October 25, 2010

USMLE 1 Question 20

Sputum sample was collected from a 60 yr old man suffering from a purulent cough and fever. The man was later found to have lobar pneumonia. The sputum was subjected to a gram staining technique. Gram positive, capsulated, flame shaped diplococci were seen when the stained smear was examined under the microscope. Sputum culture on blood agar revealed dome shape centrally umblicated colonies with evidence of alpha hemolysis.

The organism causing the infection is likely to be

a) Staphylococcus aureus
b) Klebsiella pneumoniae
c) Streptococcus pneumoniae
d) Corynebacterium diptheriae
e) Mycoplasma pneumoniae

The correct answer is C

Streptococcus pneumoniae is a gram-positive flame shaped organism and is seen characteristically as diplococci (i.e. is in pairs) and capsulated. The organism grows on blood agar to form dome shaped centrally umblicated colonies and produces alpha hemolysis of the RBCs.

Staphylococcus aureus is not the correct answer since it is typically seen in clusters under the microscope when gram stained and also its colonies are raised and not dome shaped. It produces beta hemolysis on blood agar rather than alpha hemolysis.

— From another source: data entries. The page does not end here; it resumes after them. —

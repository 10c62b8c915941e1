//! Risk sources, targeted objectives and source-objective pairs (Workshop 2)

use serde::{Deserialize, Serialize};

use crate::core::accumulator::{Validate, ValidationErrors};
use crate::core::entity::{Entity, Importance};
use crate::core::identity::{EntityId, EntityPrefix};

/// Risk source category
#[derive(Debug, Clone, Copy, PartialEq, Eq, Hash, Serialize, Deserialize)]
#[serde(rename_all = "lowercase")]
#[derive(Default)]
pub enum SourceCategory {
    State,
    #[default]
    Organization,
    Individual,
    Environmental,
}

impl SourceCategory {
    pub fn all() -> &'static [SourceCategory] {
        &[
            SourceCategory::State,
            SourceCategory::Organization,
            SourceCategory::Individual,
            SourceCategory::Environmental,
        ]
    }
}

impl std::fmt::Display for SourceCategory {
    fn fmt(&self, f: &mut std::fmt::Formatter<'_>) -> std::fmt::Result {
        match self {
            SourceCategory::State => write!(f, "state"),
            SourceCategory::Organization => write!(f, "organization"),
            SourceCategory::Individual => write!(f, "individual"),
            SourceCategory::Environmental => write!(f, "environmental"),
        }
    }
}

/// Capability sub-scores, each rated 1-5
#[derive(Debug, Clone, Serialize, Deserialize)]
pub struct Capabilities {
    pub technical: u8,
    pub financial: u8,
    pub human: u8,
}

impl Default for Capabilities {
    fn default() -> Self {
        Self {
            technical: 1,
            financial: 1,
            human: 1,
        }
    }
}

/// Who or what could originate an attack on the assessed perimeter
#[derive(Debug, Clone, Serialize, Deserialize)]
pub struct RiskSource {
    pub id: EntityId,

    pub name: String,

    pub description: String,

    pub category: SourceCategory,

    /// What drives this source (filled during characterization)
    #[serde(default)]
    pub motivation: String,

    #[serde(default)]
    pub capabilities: Capabilities,

    /// Openings the source could exploit
    #[serde(default, skip_serializing_if = "Vec::is_empty")]
    pub opportunities: Vec<String>,
}

impl RiskSource {
    pub fn new(name: String, description: String, category: SourceCategory) -> Self {
        Self {
            id: EntityId::new(EntityPrefix::Src),
            name,
            description,
            category,
            motivation: String::new(),
            capabilities: Capabilities::default(),
            opportunities: Vec::new(),
        }
    }
}

impl Entity for RiskSource {
    const PREFIX: &'static str = "SRC";

    fn id(&self) -> &EntityId {
        &self.id
    }

    fn name(&self) -> &str {
        &self.name
    }
}

impl Validate for RiskSource {
    fn validate(&self) -> ValidationErrors {
        let mut errors = ValidationErrors::new();
        errors.require_non_blank("name", &self.name);
        errors.require_non_blank("description", &self.description);
        errors.require_in_scale("capabilities.technical", self.capabilities.technical, 1, 5);
        errors.require_in_scale("capabilities.financial", self.capabilities.financial, 1, 5);
        errors.require_in_scale("capabilities.human", self.capabilities.human, 1, 5);
        errors
    }
}

/// What a risk source wants to achieve
#[derive(Debug, Clone, Serialize, Deserialize)]
pub struct TargetedObjective {
    pub id: EntityId,

    pub name: String,

    pub description: String,

    /// Business impact if the objective is reached
    #[serde(default)]
    pub impact: Importance,

    #[serde(default)]
    pub motivation: String,
}

impl TargetedObjective {
    pub fn new(name: String, description: String, impact: Importance) -> Self {
        Self {
            id: EntityId::new(EntityPrefix::Obj),
            name,
            description,
            impact,
            motivation: String::new(),
        }
    }
}

impl Entity for TargetedObjective {
    const PREFIX: &'static str = "OBJ";

    fn id(&self) -> &EntityId {
        &self.id
    }

    fn name(&self) -> &str {
        &self.name
    }
}

impl Validate for TargetedObjective {
    fn validate(&self) -> ValidationErrors {
        let mut errors = ValidationErrors::new();
        errors.require_non_blank("name", &self.name);
        errors.require_non_blank("description", &self.description);
        errors
    }
}

/// A (source, objective) pairing rated for likelihood on the 1-4 scale
#[derive(Debug, Clone, Serialize, Deserialize)]
pub struct SourceObjectivePair {
    pub id: EntityId,

    pub source: EntityId,

    pub objective: EntityId,

    /// Likelihood 1-4
    pub likelihood: u8,

    pub justification: String,
}

impl SourceObjectivePair {
    pub fn new(source: EntityId, objective: EntityId, likelihood: u8, justification: String) -> Self {
        Self {
            id: EntityId::new(EntityPrefix::Pair),
            source,
            objective,
            likelihood,
            justification,
        }
    }
}

impl Entity for SourceObjectivePair {
    const PREFIX: &'static str = "PAIR";

    fn id(&self) -> &EntityId {
        &self.id
    }

    fn name(&self) -> &str {
        &self.justification
    }
}

impl Validate for SourceObjectivePair {
    fn validate(&self) -> ValidationErrors {
        let mut errors = ValidationErrors::new();
        errors.require_in_scale("likelihood", self.likelihood, 1, 4);
        errors.require_non_blank("justification", &self.justification);
        errors
    }
}

#[cfg(test)]
mod tests {
    use super::*;

    #[test]
    fn test_risk_source_creation() {
        let source = RiskSource::new(
            "Organized crime".to_string(),
            "Financially motivated intrusion groups".to_string(),
            SourceCategory::Organization,
        );
        assert!(source.id.to_string().starts_with("SRC-"));
        assert!(source.validate().is_empty());
    }

    #[test]
    fn test_capabilities_scale() {
        let mut source = RiskSource::new(
            "Insider".to_string(),
            "Disgruntled employee".to_string(),
            SourceCategory::Individual,
        );
        source.capabilities.technical = 6;
        assert!(source.validate().field("capabilities.technical").is_some());
    }

    #[test]
    fn test_pair_likelihood_scale() {
        let pair = SourceObjectivePair::new(
            EntityId::new(EntityPrefix::Src),
            EntityId::new(EntityPrefix::Obj),
            5,
            "well funded and motivated".to_string(),
        );
        assert!(pair.validate().field("likelihood").is_some());

        let pair = SourceObjectivePair::new(
            EntityId::new(EntityPrefix::Src),
            EntityId::new(EntityPrefix::Obj),
            3,
            "well funded and motivated".to_string(),
        );
        assert!(pair.validate().is_empty());
    }

    #[test]
    fn test_category_serializes_lowercase() {
        let source = RiskSource::new(
            "Foreign state".to_string(),
            "Espionage capability".to_string(),
            SourceCategory::State,
        );
        let yaml = serde_yml::to_string(&source).unwrap();
        assert!(yaml.contains("category: state"));
    }
}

Klebsiella pneumoniae is also unlikely since it is a gram negative rather than gram positive organism. It will be seen under the microscope as rods rather then cocci.

Corynebacterium diphtheriae only causes an upper respiratory tract infection. It does not cause pneumonia so it cannot be brought up in the sputum.

Mycoplasma pneumoniae can cause a pneumonia but is incorrect since it does not take up gram stain and also it does not grow on blood agar.